One of the biggest debates among couples occurs in the kitchen: "Who's doing the dishes?" Women are working and earning just as much or more than men, yet new research suggests a gender gap still exists in who's doing the bulk of the housework. The study, published in Sex Roles, found women are consistently performing more household chores than men, which can hurt their relationship.
Canadian researchers at the University of Alberta observed patterns of housework responsibility between men and women are consistent at three life stages: transition to adulthood (age 25); young adulthood (age 32); and midlife (age 43). Specifically, women and the partner with the lowest income are the ones doing more household chores when a couple is around 25 years old; work hours and men raising children impacts housework involvement at 32 years old; and gender was the biggest predictor of who will do what chores when couples are in their forties. The researchers conclude most housework is generally done by women.
“Overall, time, money and gender variables seem to be important for explaining the division of household labor, albeit to varying intensities depending on stage in the life course,” Rebecca Horne, lead author of the study from the University of Alberta, says in a statement.
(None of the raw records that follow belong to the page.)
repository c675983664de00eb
//! Construction and transport errors.

use thiserror::Error;

/// Errors raised while building or sending a request.
///
/// API operations never return this type; they fold it into
/// [`crate::Lookup::Unavailable`].
#[derive(Debug, Error)]
pub enum ClientError {
    /// Base URL is not a valid absolute URL.
    #[error("invalid base URL '{0}'")]
    InvalidBaseUrl(String),

    /// Request path is empty or does not start with `/`.
    #[error("invalid request path '{0}'")]
    InvalidPath(String),

    /// HTTP method is not one of `GET`, `POST`, `PUT`, `DELETE`.
    #[error("unsupported HTTP method '{0}'")]
    InvalidMethod(String),

    /// Raw header is not of the form `Name: value`.
    #[error("invalid header '{0}'")]
    InvalidHeader(String),

    /// HTTP transport-layer request failure.
    #[error("request failed: {0}")]
    Request(#[from] reqwest::Error),

    /// Response body could not be parsed as JSON.
    #[error("failed to parse JSON: {0}")]
    Json(#[from] serde_json::Error),
}
//! Blocking HTTP execution of request descriptors over `reqwest`.

use log::debug;
use reqwest::Url;
use reqwest::header::{CONTENT_TYPE, HeaderName, HeaderValue};

use crate::ClientError;
use crate::transport::{HttpMethod, Transport, TransportRequest};

const FORM_CONTENT_TYPE: &str = "application/x-www-form-urlencoded";

/// Blocking [`Transport`] backed by [`reqwest::blocking::Client`].
///
/// The HTTP handle is created once and reused for every request; it carries
/// connection pooling and client options only. No timeout is configured here,
/// inject a pre-built client with [`Self::with_http_client`] when one is needed.
#[derive(Clone, Debug)]
pub struct BlockingTransport {
    base_url: String,
    http: reqwest::blocking::Client,
}

impl BlockingTransport {
    /// Creates a transport rooted at the given base URL.
    ///
    /// Request paths are appended verbatim, so any trailing slash on the base
    /// URL is dropped.
    pub fn new(base_url: impl AsRef<str>) -> Result<Self, ClientError> {
        let base_url = base_url.as_ref();
        Url::parse(base_url).map_err(|_| ClientError::InvalidBaseUrl(base_url.to_owned()))?;

        Ok(Self {
            base_url: base_url.trim_end_matches('/').to_owned(),
            http: reqwest::blocking::Client::new(),
        })
    }

    /// Returns a new transport that sends through the given client.
    #[must_use]
    pub fn with_http_client(mut self, http: reqwest::blocking::Client) -> Self {
        self.http = http;
        self
    }

    pub fn base_url(&self) -> &str {
        &self.base_url
    }
}

impl Transport for BlockingTransport {
    fn send(&self, request: &TransportRequest) -> Result<String, ClientError> {
        let url = request.url(&self.base_url)?;
        debug!("{} {url}", request.method());

        let headers = request.header_pairs()?;
        let mut builder = self.http.request(request.method().into(), url.as_str());

        if let Some(body) = request.body() {
            // A caller-supplied content type replaces the form default.
            let typed = headers
                .iter()
                .any(|(name, _)| name.eq_ignore_ascii_case("content-type"));
            if !typed {
                builder = builder.header(CONTENT_TYPE, FORM_CONTENT_TYPE);
            }
            builder = builder.body(body);
        }

        for (name, value) in headers {
            let invalid = || ClientError::InvalidHeader(format!("{name}: {value}"));
            let name = HeaderName::from_bytes(name.as_bytes()).map_err(|_| invalid())?;
            let value = HeaderValue::from_str(value).map_err(|_| invalid())?;
            builder = builder.header(name, value);
        }

        let response = builder.send()?;
        debug!("{} {url} -> {}", request.method(), response.status());
        Ok(response.text()?)
    }
}

impl From<HttpMethod> for reqwest::Method {
    fn from(method: HttpMethod) -> Self {
        match method {
            HttpMethod::Get => Self::GET,
            HttpMethod::Post => Self::POST,
            HttpMethod::Put => Self::PUT,
            HttpMethod::Delete => Self::DELETE,
        }
    }
}

#[cfg(test)]
mod tests {
    use reqwest::Method;

    use super::BlockingTransport;
    use crate::ClientError;
    use crate::transport::{HttpMethod, Transport, TransportRequest};

    #[test]
    fn rejects_relative_base_url() {
        let error = BlockingTransport::new("data.fcc.gov").expect_err("relative url");
        assert!(matches!(error, ClientError::InvalidBaseUrl(url) if url == "data.fcc.gov"));
    }

    #[test]
    fn trims_trailing_slash_from_base_url() {
        let transport = BlockingTransport::new("http://data.fcc.gov/").expect("valid url");
        assert_eq!(transport.base_url(), "http://data.fcc.gov");
    }

    #[test]
    fn invalid_path_fails_before_any_network_call() {
        let transport = BlockingTransport::new("http://127.0.0.1:9").expect("valid url");
        let request = TransportRequest::new(HttpMethod::Get, "no-leading-slash");
        assert!(matches!(
            transport.send(&request),
            Err(ClientError::InvalidPath(_))
        ));
    }

    #[test]
    fn malformed_header_fails_before_any_network_call() {
        let transport = BlockingTransport::new("http://127.0.0.1:9").expect("valid url");
        let request = TransportRequest::new(HttpMethod::Get, "/").with_headers(["Bad Header: x"]);
        assert!(matches!(
            transport.send(&request),
            Err(ClientError::InvalidHeader(_))
        ));
    }

    #[test]
    fn maps_methods_to_reqwest() {
        assert_eq!(Method::from(HttpMethod::Get), Method::GET);
        assert_eq!(Method::from(HttpMethod::Post), Method::POST);
        assert_eq!(Method::from(HttpMethod::Put), Method::PUT);
        assert_eq!(Method::from(HttpMethod::Delete), Method::DELETE);
    }
}
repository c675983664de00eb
//! Catalog of the remote endpoints the client wraps.

use std::fmt;

/// Remote endpoints wrapped by [`crate::ApiClient`], one per operation.
#[derive(Clone, Copy, Debug, PartialEq, Eq, Hash)]
pub enum Endpoint {
    SpeedTest,
    CensusBlock,
    FrnList,
    FrnInfo,
    Licenses,
    LicenseCommonNames,
    LicenseStatuses,
    LicenseCategories,
    LicenseEntities,
    LicenseRenewals,
    LicenseIssued,
}

impl Endpoint {
    /// Every endpoint, in the order the client exposes them.
    pub const ALL: [Self; 11] = [
        Self::SpeedTest,
        Self::CensusBlock,
        Self::FrnList,
        Self::FrnInfo,
        Self::Licenses,
        Self::LicenseCommonNames,
        Self::LicenseStatuses,
        Self::LicenseCategories,
        Self::LicenseEntities,
        Self::LicenseRenewals,
        Self::LicenseIssued,
    ];

    /// Path relative to the service root.
    pub fn path(self) -> &'static str {
        match self {
            Self::SpeedTest => "/api/speedtest/find",
            Self::CensusBlock => "/api/block/find",
            Self::FrnList => "/api/frn/getList",
            Self::FrnInfo => "/api/frn/getInfo",
            Self::Licenses => "/api/license-view/basicSearch/getLicenses",
            Self::LicenseCommonNames => "/api/license-view/licenses/getCommonNames",
            Self::LicenseStatuses => "/api/license-view/licenses/getStatuses",
            Self::LicenseCategories => "/api/license-view/licenses/getCategories",
            Self::LicenseEntities => "/api/license-view/licenses/getEntities",
            Self::LicenseRenewals => "/api/license-view/licenses/getRenewals",
            Self::LicenseIssued => "/api/license-view/licenses/getIssued",
        }
    }

    /// Method name as documented by the remote service.
    pub fn remote_name(self) -> &'static str {
        match self {
            Self::SpeedTest => "findSpeedTest",
            Self::CensusBlock => "findCensusBlock",
            Self::FrnList => "getFRNList",
            Self::FrnInfo => "getFRNInfo",
            Self::Licenses => "getLicenses",
            Self::LicenseCommonNames => "getCommonNames",
            Self::LicenseStatuses => "getStatuses",
            Self::LicenseCategories => "getCategories",
            Self::LicenseEntities => "getEntities",
            Self::LicenseRenewals => "getRenewals",
            Self::LicenseIssued => "getIssued",
        }
    }
}

impl fmt::Display for Endpoint {
    fn fmt(&self, f: &mut fmt::Formatter<'_>) -> fmt::Result {
        f.write_str(self.remote_name())
    }
}

#[cfg(test)]
mod tests {
    use std::collections::HashSet;

    use super::Endpoint;

    #[test]
    fn paths_are_absolute_and_distinct() {
        let paths: HashSet<_> = Endpoint::ALL
            .iter()
            .map(|endpoint| endpoint.path())
            .collect();
        assert_eq!(paths.len(), Endpoint::ALL.len());
        assert!(paths.iter().all(|path| path.starts_with("/api/")));
    }

    #[test]
    fn license_statistics_share_a_prefix() {
        for endpoint in &Endpoint::ALL[5..] {
            assert!(
                endpoint.path().starts_with("/api/license-view/licenses/"),
                "{endpoint}"
            );
        }
    }
}
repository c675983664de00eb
//! Look up the census block and broadband speed summary for a point.
//!
//! Run:
//! `cargo run --example blocking_census_block -- 37.4 -122.1`

use fcc_client::{ApiClient, Lookup};

fn main() -> Result<(), Box<dyn std::error::Error>> {
    env_logger::init();

    let mut args = std::env::args().skip(1);
    let latitude = args.next().unwrap_or_else(|| "37.4".to_owned());
    let longitude = args.next().unwrap_or_else(|| "-122.1".to_owned());

    let client = ApiClient::new()?;

    match client.find_census_block(latitude.as_str(), longitude.as_str()) {
        Lookup::Found(block) => println!("{}", serde_json::to_string_pretty(&block)?),
        Lookup::Empty => println!("no census block at {latitude},{longitude}"),
        Lookup::Unavailable => println!("census block service unavailable"),
    }

    let speed = client.find_speed_test(latitude.as_str(), longitude.as_str());
    println!("{}", serde_json::to_string_pretty(&speed)?);
    Ok(())
}
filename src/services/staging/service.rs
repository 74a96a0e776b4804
use serde::Serialize;
use std::sync::Arc;
use tokio::sync::OwnedMutexGuard;
use tracing::{debug, error, info, warn};
use utoipa::ToSchema;

use super::actions::{UploadAction, checked_indexes};
use super::error::StagingError;
use super::registry::StagingRegistry;
use super::types::{FIELD_NAME_PREFIX, FieldKey, StagedItem, StagedUpload, field_name_for, parse_field_name};
use crate::services::attachment_store::{AttachmentStore, PersistedAttachment};
use crate::services::blob_store::BlobStoreClient;
use crate::services::entry_catalog::{Entry, EntryCatalog, FieldKind};
use crate::utils::i18n::{Locale, Message, localize};

/// JSON answer of the asynchronous upload endpoint.
#[derive(Debug, Clone, Serialize, ToSchema)]
pub struct UploadOutcome {
    pub success: bool,
    #[serde(skip_serializing_if = "Option::is_none")]
    pub field_name: Option<String>,
    #[serde(skip_serializing_if = "Vec::is_empty")]
    pub items: Vec<StagedItem>,
    #[serde(skip_serializing_if = "Option::is_none")]
    pub message: Option<String>,
}

impl UploadOutcome {
    fn admitted(field_name: &str, items: Vec<StagedItem>) -> Self {
        Self {
            success: true,
            field_name: Some(field_name.to_string()),
            items,
            message: None,
        }
    }

    fn rejected(field_name: Option<&str>, message: Option<String>) -> Self {
        Self {
            success: false,
            field_name: field_name.map(str::to_string),
            items: Vec::new(),
            message,
        }
    }
}

/// A posted form: the names of its plain parameters and its file parts.
#[derive(Debug, Clone, Default)]
pub struct UploadForm {
    pub params: Vec<String>,
    pub files: Vec<(String, StagedUpload)>,
}

impl UploadForm {
    pub fn param_names(&self) -> impl Iterator<Item = &str> {
        self.params.iter().map(String::as_str)
    }

    pub fn files_for(&self, field_name: &str) -> Vec<StagedUpload> {
        self.files
            .iter()
            .filter(|(name, upload)| name == field_name && !upload.name().trim().is_empty())
            .map(|(_, upload)| upload.clone())
            .collect()
    }
}

/// Holds uploads per session and field until the owning form is submitted.
pub struct UploadStagingService {
    registry: StagingRegistry,
    catalog: Arc<dyn EntryCatalog>,
}

impl UploadStagingService {
    pub fn new(registry: StagingRegistry, catalog: Arc<dyn EntryCatalog>) -> Self {
        Self { registry, catalog }
    }

    pub fn registry(&self) -> &StagingRegistry {
        &self.registry
    }

    pub fn ensure_session(&self, session_id: &str, field_name: &str) {
        self.registry
            .ensure_session(&FieldKey::new(session_id, field_name));
    }

    async fn resolve_entry(&self, field_name: &str) -> Result<Entry, StagingError> {
        let entry_id = parse_field_name(field_name)
            .ok_or_else(|| StagingError::UnknownField(field_name.to_string()))?;
        self.catalog
            .find_entry(entry_id)
            .await?
            .ok_or_else(|| StagingError::UnknownField(field_name.to_string()))
    }

    /// Locks the field list the registry currently holds for `key`, creating
    /// it if needed. A list swapped out by a concurrent discard, rehydration
    /// or sweep while waiting for the lock is dropped and looked up again.
    async fn lock_live_field(&self, key: &FieldKey) -> OwnedMutexGuard<Vec<StagedUpload>> {
        loop {
            let list = self.registry.ensure_session(key);
            let guard = list.clone().lock_owned().await;
            if self
                .registry
                .field(key)
                .is_some_and(|live| Arc::ptr_eq(&live, &list))
            {
                return guard;
            }
            debug!("Staging area of {} was replaced, retrying", key);
        }
    }

    /// Validates the batch against the field policy and appends it as a whole.
    /// Nothing is staged when the policy rejects the batch.
    pub async fn stage_uploads(
        &self,
        session_id: &str,
        field_name: &str,
        new_items: Vec<StagedUpload>,
        locale: Locale,
    ) -> Result<usize, StagingError> {
        if new_items.is_empty() {
            return Err(StagingError::EmptyUpload);
        }

        let entry = self.resolve_entry(field_name).await?;
        let key = FieldKey::new(session_id, field_name);

        let mut staged = self.lock_live_field(&key).await;
        if let Err(e) = entry
            .validator()
            .can_upload_files(&staged, &new_items, locale)
        {
            debug!("Upload rejected for {}: {}", key, e);
            return Err(e.into());
        }

        for item in &new_items {
            if staged.iter().any(|s| s.looks_like(item)) {
                warn!("'{}' seems to be staged already for {}", item.name(), key);
            }
        }

        let admitted = new_items.len();
        staged.extend(new_items);
        info!(
            "Staged {} file(s) for {} ({} in total)",
            admitted,
            key,
            staged.len()
        );
        Ok(admitted)
    }

    /// Entry point of the asynchronous upload widget.
    ///
    /// Policy rejections, unknown fields and a missing session are answered
    /// with an unsuccessful outcome; an empty batch or a missing field name
    /// means the caller sent a malformed request.
    pub async fn process(
        &self,
        session_id: Option<&str>,
        field_name: Option<&str>,
        new_items: Vec<StagedUpload>,
        locale: Locale,
    ) -> Result<UploadOutcome, StagingError> {
        if new_items.is_empty() {
            return Err(StagingError::EmptyUpload);
        }

        let Some(session_id) = session_id.filter(|s| !s.trim().is_empty()) else {
            error!("Upload received without a session identifier");
            return Ok(UploadOutcome::rejected(
                None,
                Some(localize(&Message::SessionLost, locale)),
            ));
        };

        let field_name = field_name
            .filter(|f| !f.trim().is_empty())
            .ok_or(StagingError::MissingField)?;

        match self
            .stage_uploads(session_id, field_name, new_items, locale)
            .await
        {
            Ok(_) => {
                let items = self.staged_items(session_id, field_name).await;
                Ok(UploadOutcome::admitted(field_name, items))
            }
            Err(StagingError::Validation(e)) => {
                Ok(UploadOutcome::rejected(Some(field_name), Some(e.message)))
            }
            Err(StagingError::UnknownField(field)) => {
                debug!("Ignoring upload for unknown field {}", field);
                Ok(UploadOutcome::rejected(Some(field_name), None))
            }
            Err(e) => Err(e),
        }
    }

    /// Applies the upload or delete button pressed on a plain form.
    /// Returns the field acted upon, or `None` when no button was pressed.
    pub async fn do_upload_action(
        &self,
        session_id: &str,
        form: &UploadForm,
        locale: Locale,
    ) -> Result<Option<String>, StagingError> {
        let Some(action) = UploadAction::find(form.param_names()) else {
            return Ok(None);
        };
        let field_name = format!("{}{}", FIELD_NAME_PREFIX, action.entry_id());

        match action {
            UploadAction::Submit { .. } => {
                let files = form.files_for(&field_name);
                if files.is_empty() {
                    return Ok(Some(field_name));
                }
                match self
                    .stage_uploads(session_id, &field_name, files, locale)
                    .await
                {
                    Ok(_) => {}
                    Err(StagingError::UnknownField(field)) => {
                        debug!("Ignoring upload for unknown field {}", field);
                    }
                    Err(e) => return Err(e),
                }
            }
            UploadAction::Delete { ref entry_id } => {
                for index in checked_indexes(form.param_names(), entry_id) {
                    self.remove_staged(session_id, &field_name, index).await;
                }
            }
        }

        Ok(Some(field_name))
    }

    pub async fn staged_uploads(&self, session_id: &str, field_name: &str) -> Vec<StagedUpload> {
        match self.registry.field(&FieldKey::new(session_id, field_name)) {
            Some(list) => list.lock().await.clone(),
            None => Vec::new(),
        }
    }

    pub async fn staged_items(&self, session_id: &str, field_name: &str) -> Vec<StagedItem> {
        StagedItem::list(&self.staged_uploads(session_id, field_name).await)
    }

    /// Drops the staged file at `index`. Out-of-range positions are ignored.
    pub async fn remove_staged(&self, session_id: &str, field_name: &str, index: usize) -> bool {
        let key = FieldKey::new(session_id, field_name);
        let Some(list) = self.registry.field(&key) else {
            return false;
        };

        let mut staged = list.lock().await;
        if index >= staged.len() {
            debug!("No staged file at position {} for {}", index, key);
            return false;
        }

        let removed = staged.remove(index);
        info!("Removed staged file '{}' from {}", removed.name(), key);
        true
    }

    pub fn discard_session(&self, session_id: &str) -> bool {
        let discarded = self.registry.discard(session_id);
        if discarded {
            info!("Discarded staged files of session {}", session_id);
        }
        discarded
    }

    /// Persists every staged file of a field, in order, against `record_id`.
    /// The staging area is left untouched.
    pub async fn commit_field(
        &self,
        session_id: &str,
        field_name: &str,
        record_id: i32,
        store: &dyn AttachmentStore,
    ) -> Result<Vec<PersistedAttachment>, StagingError> {
        let entry = self.resolve_entry(field_name).await?;
        let uploads = self.staged_uploads(session_id, field_name).await;

        let mut persisted = Vec::with_capacity(uploads.len());
        for upload in &uploads {
            persisted.push(store.store(record_id, &entry, upload).await?);
        }

        info!(
            "Committed {} file(s) of {}/{} to record {}",
            persisted.len(),
            session_id,
            field_name,
            record_id
        );
        Ok(persisted)
    }

    /// Rebuilds the staging area of a session from a record's attachments,
    /// replacing whatever the session held before. Thumbnails are skipped.
    /// An attachment whose bytes cannot be read is logged and skipped; the
    /// others are still restaged.
    pub async fn rehydrate(
        &self,
        session_id: &str,
        persisted: &[PersistedAttachment],
        store: &dyn AttachmentStore,
        blob_store: Option<&dyn BlobStoreClient>,
    ) -> Result<usize, StagingError> {
        self.registry.discard(session_id);

        let mut restaged = 0;
        for attachment in persisted {
            if attachment.is_thumbnail() {
                continue;
            }

            let Some(upload) = self.load_attachment(session_id, attachment, store, blob_store).await
            else {
                continue;
            };

            let key = FieldKey::new(session_id, field_name_for(attachment.entry_id));
            self.lock_live_field(&key).await.push(upload);
            restaged += 1;
        }

        info!(
            "Rehydrated {} file(s) into session {}",
            restaged, session_id
        );
        Ok(restaged)
    }

    async fn load_attachment(
        &self,
        session_id: &str,
        attachment: &PersistedAttachment,
        store: &dyn AttachmentStore,
        blob_store: Option<&dyn BlobStoreClient>,
    ) -> Option<StagedUpload> {
        let stored_name = attachment.file.as_ref().map(|f| f.title.as_str());

        match (attachment.field_kind, &attachment.value) {
            (FieldKind::ExternalReference, Some(url)) => {
                let Some(blob_store) = blob_store else {
                    debug!("No blob store configured, skipping {}", url);
                    return None;
                };
                match blob_store.fetch(url).await {
                    Ok(remote) => Some(StagedUpload::new(
                        stored_name.unwrap_or(remote.name.as_str()),
                        remote.content,
                    )),
                    Err(e) => {
                        error!("Error when restoring {} for session {}: {}", url, session_id, e);
                        None
                    }
                }
            }
            _ => {
                let name = stored_name?;
                match store.fetch_bytes(attachment).await {
                    Ok(content) => Some(StagedUpload::new(name, content)),
                    Err(e) => {
                        error!(
                            "Error when restoring record field {} for session {}: {}",
                            attachment.id, session_id, e
                        );
                        None
                    }
                }
            }
        }
    }
}
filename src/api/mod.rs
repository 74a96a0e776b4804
pub mod error;
pub mod handlers;
pub mod middleware;
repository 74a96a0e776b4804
use axum::{
    Json,
    extract::multipart::MultipartError,
    http::StatusCode,
    response::{IntoResponse, Response},
};
use serde_json::json;
use thiserror::Error;

use crate::services::staging::StagingError;

#[derive(Error, Debug)]
pub enum AppError {
    #[error("Database error: {0}")]
    Database(#[from] sea_orm::DbErr),

    #[error("Bad Request: {0}")]
    BadRequest(String),

    #[error("Not Found: {0}")]
    NotFound(String),

    #[error("Internal Server Error: {0}")]
    Internal(String),

    #[error("Payload Too Large: {0}")]
    PayloadTooLarge(String),

    #[error("Anyhow error: {0}")]
    Anyhow(#[from] anyhow::Error),
}

impl From<StagingError> for AppError {
    fn from(err: StagingError) -> Self {
        match err {
            StagingError::EmptyUpload | StagingError::MissingField => {
                AppError::BadRequest(err.to_string())
            }
            StagingError::UnknownField(_) => AppError::NotFound(err.to_string()),
            StagingError::Validation(e) => AppError::BadRequest(e.message),
            StagingError::Backend(e) => AppError::Anyhow(e),
        }
    }
}

impl From<MultipartError> for AppError {
    fn from(err: MultipartError) -> Self {
        let msg = err.body_text();
        if err.status() == StatusCode::PAYLOAD_TOO_LARGE || msg.contains("length limit exceeded") {
            AppError::PayloadTooLarge("Request body exceeds the maximum allowed limit".to_string())
        } else {
            AppError::BadRequest(msg)
        }
    }
}

impl IntoResponse for AppError {
    fn into_response(self) -> Response {
        let (status, message) = match self {
            AppError::Database(e) => {
                tracing::error!("Database error: {:?}", e);
                (
                    StatusCode::INTERNAL_SERVER_ERROR,
                    "Internal Server Error".to_string(),
                )
            }
            AppError::BadRequest(msg) => (StatusCode::BAD_REQUEST, msg),
            AppError::NotFound(msg) => (StatusCode::NOT_FOUND, msg),
            AppError::Internal(msg) => {
                tracing::error!("Internal error: {}", msg);
                (
                    StatusCode::INTERNAL_SERVER_ERROR,
                    "Internal Server Error".to_string(),
                )
            }
            AppError::PayloadTooLarge(msg) => (StatusCode::PAYLOAD_TOO_LARGE, msg),
            AppError::Anyhow(e) => {
                tracing::error!("Anyhow error: {:?}", e);
                (
                    StatusCode::INTERNAL_SERVER_ERROR,
                    "Internal Server Error".to_string(),
                )
            }
        };

        let body = Json(json!({
            "error": message
        }));

        (status, body).into_response()
    }
}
A recent American Time Use Survey from the Bureau of Labor Statistics has found men do 35 percent of total household tasks. Chores can become a joint effort for married couples, cutting cleaning time by two-thirds and can even help enhance a physical attraction and lead to a better sex life.
A study conducted at the University of California-Riverside found wives are more likely to be sexually attracted to husbands who help with chores. Wives are also more likely to get "in the mood," which researchers attribute to women feeling less stressed over balancing work and home life. Although there is more negotiation over who does what, the researchers observe their relationships actually improve.
Similarly, another study found that the equal contribution to chores could enhance a couple's relationship. When men perceived their contribution to doing chores as fair, the couple engaged in more frequent sex and both male and female partners were more satisfied with their sex lives. However, the amount of housework the male partner performed (more than women) did not influence how many times the couple had sex. In other words, the perception of doing an equal amount of housework was enough for both partners to engage in sex.
The truth is the amount of housework will mean something different for every relationship based on their expectations of what each partner should be doing. This is also contingent on how they compare themselves to other couples they know. But, these findings can help start the conversation on helping gender equality on a societal level and helping life partners become more attuned to what influences their domestic life.